So I've been stalking this forum from the shadows for a few months now and finally figured it was about time I joined in

Here's my story if you're interested:

I am an American photographer/military wife living overseas. My husband and I have spent pretty much our entire married life overseas away from our family and friends. We lived in Germany for over seven years and now have been in England for a year and a half.

For the first three years of our marriage, we continued to use birth control before deciding that while we weren't quite ready to TTC, we would just not actively try to thwart it. Even after two years of no pregnancies, we really didn't worry too much about it until my mother started mentioning all the problems she had had in getting pregnant. We did a little bit of preliminary testing but never figured out more than it was an issue on my end and not my husband's. I was dealing with another fairly serious medical condition at the same time that took all my attention and by the time I was ready to possibly start fertility testing again, my doctor strongly recommended I get an IUD (Mirena) to help with my other medical condition. It was about that time that we started putting money away towards adoption instead.
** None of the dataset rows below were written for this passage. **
//! Error types for the world server binary.
//!
//! [`EngineError`] is the top-level error type that wraps all possible
//! failure modes during server startup and world execution.

/// Top-level error for the world server binary.
///
/// Each variant wraps a specific subsystem error, providing a single
/// error type that `main` can propagate with `?`.
#[derive(Debug, thiserror::Error)]
pub enum EngineError {
    /// Configuration loading failed.
    #[error("config error: {source}")]
    Config {
        /// The underlying config error.
        #[from]
        source: rair_core::config::ConfigError,
    },

    /// NPC content references something that does not exist.
    #[error("content error: {source}")]
    Content {
        /// The underlying content error.
        #[from]
        source: rair_core::content::ContentError,
    },

    /// A spawner definition is unusable.
    #[error("spawner error: {source}")]
    Spawner {
        /// The underlying spawner error.
        #[from]
        source: rair_core::spawner::SpawnerError,
    },

    /// World clock initialization failed.
    #[error("clock error: {source}")]
    Clock {
        /// The underlying clock error.
        #[from]
        source: rair_core::clock::ClockError,
    },

    /// A world loop failed.
    #[error("runner error: {source}")]
    Runner {
        /// The underlying runner error.
        #[from]
        source: rair_core::runner::RunnerError,
    },

    /// Connecting to storage failed.
    #[error("storage error: {source}")]
    Storage {
        /// The underlying storage error.
        #[from]
        source: rair_db::DbError,
    },

    /// Connecting to NATS failed.
    #[error("failed to connect to NATS at {url}: {source}")]
    NatsConnect {
        /// Server URL that was tried.
        url: String,
        /// The underlying connect error.
        #[source]
        source: async_nats::ConnectError,
    },

    /// Subscribing to a map's inbound subject failed.
    #[error("failed to subscribe to {subject}: {source}")]
    NatsSubscribe {
        /// Subject that was requested.
        subject: String,
        /// The underlying subscribe error.
        #[source]
        source: async_nats::SubscribeError,
    },

    /// A spawned task panicked or was cancelled.
    #[error("{task} task failed: {source}")]
    Task {
        /// Which task failed: a map name or `persistence`.
        task: String,
        /// The underlying join error.
        #[source]
        source: tokio::task::JoinError,
    },
}

#[cfg(test)]
#[allow(clippy::unwrap_used)]
mod tests {
    use std::error::Error as _;

    use super::*;

    #[tokio::test]
    async fn task_failure_keeps_its_join_error() {
        let handle = tokio::spawn(std::future::pending::<()>());
        handle.abort();
        let source = handle.await.unwrap_err();
        assert!(source.is_cancelled());

        let err = EngineError::Task {
            task: "keep".to_owned(),
            source,
        };
        assert!(err.to_string().starts_with("keep task failed"));
        let inner = err.source().unwrap().downcast_ref::<tokio::task::JoinError>().unwrap();
        assert!(inner.is_cancelled());
    }
}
Then, last year, close to my 30th birthday, I was talking with my sister on the phone and mentioned all the usual 30-year-old fears about getting older and such and how I was giving up on ever getting pregnant altogether. She (a very strong woman in a high-powered job in a very open bisexual relationship with a handful of people who has been anti-kids for as long as I can remember -- she's the type to get freaked out and painfully awkward around pretty much any kid under the age of seven) joked that if she ever accidentally got knocked up, she'd just give the baby to me, and OMG how perfect would that be? Because she'd lately been slightly interested in the actual experience of being pregnant but she wanted nothing to do with all the responsibilities of a baby at the end. There was no way she would give up her 80 hours a week job and all the bars and parties on the weekends. And somehow over the next few months it evolved from a joke into an actual plan.
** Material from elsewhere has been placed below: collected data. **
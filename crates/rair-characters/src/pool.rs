//! Clamped resource pools.

/// A resource with a current value clamped to `[0, maximum]`.
#[derive(Debug, Clone, Copy, PartialEq, Eq)]
pub struct ResourcePool {
    current: i64,
    maximum: i64,
}

impl ResourcePool {
    /// A full pool. Negative maxima are treated as zero.
    pub const fn full(maximum: i64) -> Self {
        let maximum = if maximum < 0 { 0 } else { maximum };
        Self {
            current: maximum,
            maximum,
        }
    }

    /// A pool at `current`, clamped into range.
    pub fn with_current(current: i64, maximum: i64) -> Self {
        let mut pool = Self::full(maximum);
        pool.current = current.clamp(0, pool.maximum);
        pool
    }

    /// Current value.
    pub const fn current(&self) -> i64 {
        self.current
    }

    /// Maximum value.
    pub const fn maximum(&self) -> i64 {
        self.maximum
    }

    /// Whether the pool is at zero.
    pub const fn is_empty(&self) -> bool {
        self.current == 0
    }

    /// Whether the pool is at its maximum.
    pub const fn is_full(&self) -> bool {
        self.current == self.maximum
    }

    /// Remove up to `amount`. Returns how much was actually removed.
    pub fn drain(&mut self, amount: i64) -> i64 {
        let amount = amount.max(0).min(self.current);
        self.current = self.current.saturating_sub(amount);
        amount
    }

    /// Restore up to `amount`. Returns how much was actually restored.
    pub fn restore(&mut self, amount: i64) -> i64 {
        let room = self.maximum.saturating_sub(self.current);
        let amount = amount.max(0).min(room);
        self.current = self.current.saturating_add(amount);
        amount
    }

    /// Refill to maximum.
    pub const fn refill(&mut self) {
        self.current = self.maximum;
    }

    /// Change the maximum, clamping the current value.
    pub fn set_maximum(&mut self, maximum: i64) {
        self.maximum = maximum.max(0);
        self.current = self.current.min(self.maximum);
    }
}

#[cfg(test)]
mod tests {
    use super::*;

    #[test]
    fn drain_stops_at_zero() {
        let mut hp = ResourcePool::full(10);
        assert_eq!(hp.drain(25), 10);
        assert!(hp.is_empty());
        assert_eq!(hp.drain(5), 0);
    }

    #[test]
    fn restore_stops_at_maximum() {
        let mut hp = ResourcePool::with_current(4, 10);
        assert_eq!(hp.restore(100), 6);
        assert!(hp.is_full());
    }

    #[test]
    fn lowering_maximum_clamps_current() {
        let mut mp = ResourcePool::full(50);
        mp.set_maximum(20);
        assert_eq!(mp.current(), 20);
        mp.set_maximum(80);
        assert_eq!(mp.current(), 20);
    }

    #[test]
    fn negative_inputs_are_ignored() {
        let mut hp = ResourcePool::with_current(5, 10);
        assert_eq!(hp.drain(-3), 0);
        assert_eq!(hp.restore(-3), 0);
        assert_eq!(hp.current(), 5);
    }
}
That was a year and a half ago. This idea has gone from her randomly getting knocked up to asking a few of her guy friends if they would be willing to have sex for a good cause and give up all rights to the resulting child to using an anonymous donor from a sperm bank. Then, about six months ago, my husband and I flew back to the States to visit the in laws and ended up driving up to my sister to go to a cryobank to freeze my husband's sperm to use.
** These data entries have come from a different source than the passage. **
//! World server binary for the Rair simulation.
//!
//! This is the main entry point that wires configuration, storage, the
//! NATS transport, and one world task per configured map. It runs until
//! interrupted, then stops every world and waits for their final saves.
//!
//! # Startup Sequence
//!
//! 1. Load configuration from `rair-config.yaml` (or `RAIR_CONFIG`)
//! 2. Initialize structured logging (tracing)
//! 3. Connect storage: Dragonfly when configured, in-memory otherwise
//! 4. Build the effect and NPC catalogs
//! 5. Connect to NATS when configured
//! 6. Per map: build the world, restore boss timers, start its tasks
//! 7. Wait for Ctrl-C, stop every world, flush persistence

mod error;
mod nats_bridge;
mod status;

use std::path::PathBuf;
use std::sync::Arc;

use chrono::Utc;
use rair_characters::effects::EffectCatalog;
use rair_core::config::{LogFormat, LoggingConfig, MapConfig, RairConfig};
use rair_core::content::ContentCatalog;
use rair_core::geometry;
use rair_core::notify::{ChannelSink, NotificationSink, TracingSink};
use rair_core::persistence::{MemoryStore, PersistenceBackend, PersistenceHandle, spawn_worker};
use rair_core::runner::{self, RunResult, RunnerError, WorldControl};
use rair_core::world::{World, WorldServices, WorldSettings};
use rair_db::DragonflyStore;
use tokio::sync::mpsc;
use tokio::task::JoinHandle;
use tracing::{error, info, warn};
use tracing_subscriber::EnvFilter;

use crate::error::EngineError;
use crate::status::StatusCallback;

/// Default configuration file, relative to the working directory.
const DEFAULT_CONFIG_PATH: &str = "rair-config.yaml";

/// Capacity of each map's inbound and notification channels.
const TRAFFIC_CHANNEL_CAPACITY: usize = 1024;

/// A running map.
struct MapTask {
    name: String,
    control: Arc<WorldControl>,
    handle: JoinHandle<Result<RunResult, RunnerError>>,
}

/// Application entry point for the world server.
///
/// # Errors
///
/// Returns an error if any initialization step fails.
#[tokio::main]
async fn main() -> Result<(), Box<dyn std::error::Error>> {
    // 1. Load configuration.
    let (config, config_path) = load_config()?;

    // 2. Initialize structured logging.
    init_logging(&config.logging);
    info!("rair-engine starting");
    match &config_path {
        Some(path) => info!(path = %path.display(), "Configuration loaded"),
        None => info!("Config file not found, using defaults"),
    }
    info!(
        tick_period_ms = config.server.tick_period_ms,
        seed = config.server.seed,
        maps = config.maps.len(),
        npc_definitions = config.content.len(),
        "Server configuration"
    );

    // 3. Connect storage and serve.
    match config.infrastructure.dragonfly_url.clone() {
        Some(url) => {
            info!(dragonfly_url = %url, "Connecting to Dragonfly");
            let store = DragonflyStore::connect(&url).await.map_err(EngineError::from)?;
            serve(&config, &Arc::new(store)).await?;
        }
        None => {
            warn!("No Dragonfly configured, player saves last only as long as the process");
            serve(&config, &Arc::new(MemoryStore::new())).await?;
        }
    }

    info!("rair-engine shutdown complete");
    Ok(())
}

/// Run every configured map against `backend` until interrupted.
async fn serve<B: PersistenceBackend>(config: &RairConfig, backend: &Arc<B>) -> Result<(), EngineError> {
    // 4. Catalogs.
    let effects = Arc::new(EffectCatalog::standard());
    let content = Arc::new(ContentCatalog::new(config.content.clone(), &effects)?);
    info!(effects = effects.names().count(), npcs = content.len(), "Catalogs built");

    // 5. Transport.
    let nats = match &config.infrastructure.nats_url {
        Some(url) => {
            info!(nats_url = %url, "Connecting to NATS");
            let client = async_nats::connect(url.as_str())
                .await
                .map_err(|source| EngineError::NatsConnect {
                    url: url.clone(),
                    source,
                })?;
            Some(client)
        }
        None => {
            warn!("No NATS configured, worlds accept no players");
            None
        }
    };

    let (persistence, persist_rx) = PersistenceHandle::channel(config.persistence.channel_capacity);
    let worker = spawn_worker(Arc::clone(backend), persist_rx);

    // 6. One world per map.
    let mut tasks = Vec::with_capacity(config.maps.len());
    for map in &config.maps {
        let task = start_map(
            config,
            map,
            Arc::clone(&effects),
            Arc::clone(&content),
            nats.as_ref(),
            backend,
            persistence.clone(),
        )
        .await?;
        tasks.push(task);
    }
    drop(persistence);

    // 7. Wait for Ctrl-C.
    if let Err(e) = tokio::signal::ctrl_c().await {
        error!(error = %e, "Failed to listen for Ctrl-C, stopping now");
    }
    info!(maps = tasks.len(), "Stopping worlds");
    for task in &tasks {
        task.control.request_stop();
    }

    let mut failure = None;
    for task in tasks {
        match task.handle.await {
            Ok(Ok(result)) => {
                info!(
                    map = %task.name,
                    total_ticks = result.total_ticks,
                    players_saved = result.shutdown.players_saved,
                    timers_saved = result.shutdown.timers_saved,
                    "World finished"
                );
            }
            Ok(Err(e)) => {
                error!(map = %task.name, error = %e, "World failed");
                failure.get_or_insert(EngineError::from(e));
            }
            Err(e) => {
                error!(map = %task.name, error = %e, "World task aborted");
                failure.get_or_insert(EngineError::Task {
                    task: task.name,
                    source: e,
                });
            }
        }
    }

    let stats = worker.await.map_err(|source| EngineError::Task {
        task: "persistence".to_owned(),
        source,
    })?;
    info!(written = stats.written, failed = stats.failed, "Persistence flushed");

    failure.map_or(Ok(()), Err)
}

/// Build one map's world and start its loop, router, and transport tasks.
async fn start_map<B: PersistenceBackend>(
    config: &RairConfig,
    map: &MapConfig,
    effects: Arc<EffectCatalog>,
    content: Arc<ContentCatalog>,
    nats: Option<&async_nats::Client>,
    backend: &Arc<B>,
    persistence: PersistenceHandle,
) -> Result<MapTask, EngineError> {
    let sink: Box<dyn NotificationSink> = match nats {
        Some(client) => {
            let (sink, batches) = ChannelSink::channel(TRAFFIC_CHANNEL_CAPACITY);
            tokio::spawn(nats_bridge::publish_notifications(
                client.clone(),
                map.name.clone(),
                batches,
            ));
            Box::new(sink)
        }
        None => Box::new(TracingSink),
    };

    let mut world = World::new(
        WorldSettings::from_config(config, map),
        WorldServices {
            catalog: effects,
            content,
            geometry: geometry::for_map(map),
            sink,
            persistence,
        },
    )?;
    for definition in &map.spawners {
        world.add_spawner(&definition.name, definition.anchor, definition.config.clone())?;
    }

    match backend.load_spawner_timers(&map.name).await {
        Ok(records) => {
            let restored = world.restore_spawner_timers(&records, Utc::now().timestamp_millis());
            info!(map = %map.name, saved = records.len(), restored, "Boss timers loaded");
        }
        Err(e) => warn!(map = %map.name, error = %e, "Boss timers unavailable, starting fresh"),
    }

    let (inbound_tx, inbound_rx) = mpsc::channel(TRAFFIC_CHANNEL_CAPACITY);
    if let Some(client) = nats {
        let subscriber = nats_bridge::subscribe_inbound(client, &map.name).await?;
        tokio::spawn(nats_bridge::pump_inbound(subscriber, map.name.clone(), inbound_tx));
    } else {
        drop(inbound_tx);
    }

    let (world_tx, mut world_rx) = mpsc::channel(TRAFFIC_CHANNEL_CAPACITY);
    tokio::spawn(runner::route_inbound(
        Arc::clone(backend),
        inbound_rx,
        world_tx,
        config.characters.starting_hp,
    ));

    let control = Arc::new(WorldControl::new());
    let loop_control = Arc::clone(&control);
    let status_every = config.rates.persistence;
    let handle = tokio::spawn(async move {
        let mut status = StatusCallback::new(status_every);
        runner::run_world(&mut world, &mut world_rx, &loop_control, &mut status, 0).await
    });

    info!(map = %map.name, spawners = map.spawners.len(), "World started");
    Ok(MapTask {
        name: map.name.clone(),
        control,
        handle,
    })
}

/// Load the configuration from `RAIR_CONFIG` or `rair-config.yaml`.
///
/// A missing file yields the defaults. Returns the path that was read.
fn load_config() -> Result<(RairConfig, Option<PathBuf>), EngineError> {
    let path = std::env::var_os("RAIR_CONFIG")
        .map_or_else(|| PathBuf::from(DEFAULT_CONFIG_PATH), PathBuf::from);
    if path.exists() {
        let config = RairConfig::from_file(&path)?;
        Ok((config, Some(path)))
    } else {
        Ok((RairConfig::parse("")?, None))
    }
}

/// Install the global subscriber. `RUST_LOG` wins over the configured
/// level.
fn init_logging(logging: &LoggingConfig) {
    let filter = EnvFilter::try_from_default_env().unwrap_or_else(|_| EnvFilter::new(&logging.level));
    match logging.format {
        LogFormat::Json => tracing_subscriber::fmt()
            .json()
            .with_env_filter(filter)
            .with_target(true)
            .init(),
        LogFormat::Text => tracing_subscriber::fmt()
            .with_env_filter(filter)
            .with_target(true)
            .init(),
    }
}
And so that leaves us where we are today. By state law, my husband's sperm had to be quarantined for six months before it could be used and that six months is up in just two weeks. My sister has been -- confusingly for me -- having the time of her life visiting acupuncturists and herbalists getting her cycle normalized (she had her Mirena removed a couple of months ago) and is nervously anticipating the first IUI treatment that should hopefully happen in October. She's the type of person who runs marathons and gets her master's degree a year early. She derives pleasure from pushing herself and achieving what she set out to do so I suppose I shouldn't be surprised that this is something she is literally giddy to do.

As for me, well, now that we've gotten this far, I'm trying to get my head around exactly what will happen once this baby is born. It's looking like we'll have to stay with the baby in the States for what could possibly be upwards of 8 weeks while the baby's processed for a military passport and UK visa. We're hoping to be able to stay with my in-laws but it's all down to timing. If my sister conceives right away, my in-laws will be able to house us the entire time. If not, well, we'll be house/hotel hopping with a newborn which doesn't sound fun in the least. Not to mention, the longer she takes to conceive, the younger the baby is when we have to move to another country in a year and a half. But then I'm honestly not sure at what age packing up and spending 24+ hours traveling would be easiest. Nine months if she gets pregnant right away? Younger? Is it ever easy with an infant?

So yeah, that's the situation I'm currently trying to navigate. And out of all the issues and concerns that are still ongoing, my husband is ashamed that my biggest upset about this entire thing is that I am a newborn photographer who will finally have a newborn of my very own but will be halfway around the world from my at-home studio and all my fun props and sets. By the time we actually get home, the baby will be over two months and too big for most of them! So sad, hahaha!

Thanks for reading all that if you've gotten this far. I look forward to chatting with you all!